Malcolm P. R. Light, Harry H. Posey

Sediment accumulation over Jurassic salt in the Gulf Coast has resulted in an interrelated sequential development of salt domes and diagenetic, hydrothermal, and hydrocarbon generation zones. Primary anhydrites within the salt with high 87Sr/86Sr ratios suggest early generation of underlying fluids rich in radiogenic strontium that were incorporated in the salt during its diapiric rise to the surface.
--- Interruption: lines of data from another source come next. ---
use crate::domain::block::Difficulty;

/// Leading hex zeros required of a block hash unless configured otherwise.
pub const DEFAULT_DIFFICULTY: u8 = 4;

/// Tunables for the chain engine.
#[derive(Debug, Clone, Copy, PartialEq, Eq)]
pub struct EngineConfig {
    /// Proof-of-work target for every block, genesis included.
    pub difficulty: Difficulty,
}

impl Default for EngineConfig {
    fn default() -> Self {
        Self {
            difficulty: Difficulty::new(DEFAULT_DIFFICULTY),
        }
    }
}

impl EngineConfig {
    pub fn with_difficulty(mut self, leading_zeros: u8) -> Self {
        self.difficulty = Difficulty::new(leading_zeros);
        self
    }
}
use crate::domain::money::Balance;
use crate::domain::transaction::Transaction;
use crate::domain::user::UserId;
use crate::error::Result;
use std::io::Write;

/// Writes ledger transactions and derived balances as CSV.
pub struct LedgerWriter<W: Write> {
    writer: csv::Writer<W>,
}

impl<W: Write> LedgerWriter<W> {
    pub fn new(sink: W) -> Self {
        Self {
            writer: csv::Writer::from_writer(sink),
        }
    }

    /// One row per transaction, in ledger order:
    /// `id,from_user_id,to_user_id,amount,description,timestamp`.
    pub fn write_transactions<'a, I>(&mut self, transactions: I) -> Result<()>
    where
        I: IntoIterator<Item = &'a Transaction>,
    {
        let mut wrote_any = false;
        for tx in transactions {
            self.writer.serialize(tx)?;
            wrote_any = true;
        }
        if !wrote_any {
            self.writer.write_record([
                "id",
                "from_user_id",
                "to_user_id",
                "amount",
                "description",
                "timestamp",
            ])?;
        }
        self.writer.flush()?;
        Ok(())
    }

    /// `user,balance` rows with normalized balances.
    pub fn write_balances<'a, I>(&mut self, balances: I) -> Result<()>
    where
        I: IntoIterator<Item = (&'a UserId, &'a Balance)>,
    {
        self.writer.write_record(["user", "balance"])?;
        for (user, balance) in balances {
            self.writer
                .write_record([user.as_str(), balance.to_string().as_str()])?;
        }
        self.writer.flush()?;
        Ok(())
    }
}

#[cfg(test)]
mod tests {
    use super::*;
    use crate::domain::money::Amount;
    use rust_decimal_macros::dec;
    use std::collections::BTreeMap;

    #[test]
    fn test_write_transactions() {
        let tx = Transaction::new(
            "alice".into(),
            "bob".into(),
            Amount::new(dec!(250)).unwrap(),
            "lunch",
            1_700_000_000_000,
        );
        let mut out = Vec::new();
        LedgerWriter::new(&mut out)
            .write_transactions([&tx])
            .unwrap();

        let text = String::from_utf8(out).unwrap();
        let mut lines = text.lines();
        assert_eq!(
            lines.next().unwrap(),
            "id,from_user_id,to_user_id,amount,description,timestamp"
        );
        assert_eq!(
            lines.next().unwrap(),
            format!("{},alice,bob,250,lunch,1700000000000", tx.id)
        );
    }

    #[test]
    fn test_write_empty_ledger_keeps_header() {
        let mut out = Vec::new();
        LedgerWriter::new(&mut out)
            .write_transactions(std::iter::empty::<&Transaction>())
            .unwrap();
        assert_eq!(
            String::from_utf8(out).unwrap().trim(),
            "id,from_user_id,to_user_id,amount,description,timestamp"
        );
    }

    #[test]
    fn test_write_balances() {
        let mut balances = BTreeMap::new();
        balances.insert(UserId::from("alice"), Balance::new(dec!(700.00)));
        balances.insert(UserId::from("bob"), Balance::new(dec!(300)));

        let mut out = Vec::new();
        LedgerWriter::new(&mut out).write_balances(&balances).unwrap();
        assert_eq!(
            String::from_utf8(out).unwrap(),
            "user,balance\nalice,700\nbob,300\n"
        );
    }
}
Subsequently, late-stage, hydrocarbon-rich, saline hydrothermal fluids migrated up the margins of the salt domes, and caused precipitation of several generations of calcite cements, followed by uranium and Mississippi Valley-type lead-zinc-barite deposits near or at salt dome rims.

Present fluids in the lower Frio (deeper than 4,270 m or 14,000 ft) at the Pleasant Bayou geopressured-geothermal test well (Brazoria County, Texas) are highly saline and enriched in iron, manganese, lead, zinc, and carbon dioxide, and are saturated in methane. These lower Frio waters must have migrated into the area recently because they are not in isotopic equilibrium with diagenetic albite cements formed at temperatures greater than 120°C (248°F) less than 7.5 million years ago. Isotopic and geochemical data suggest that the fluids trapped by geopressure in the lower Frio at the Pleasant Bayou well are the parent fluids of those causing salt dome cap-rock mineralization.

A deep crustal borehole proposed for the Gulf Coast will investigate the geochemical and isotopic nature of the entire diagenetic succession and should put constraints on the model proposed above. Among the many other problems to be explored using data from this well are the nature of the underlying crust, timing of rifting, and depositional and thermal history of the Gulf basin sediments.

AAPG Search and Discovery Article #91043©1986 AAPG Annual Convention, Atlanta, Georgia, June 15-18, 1986.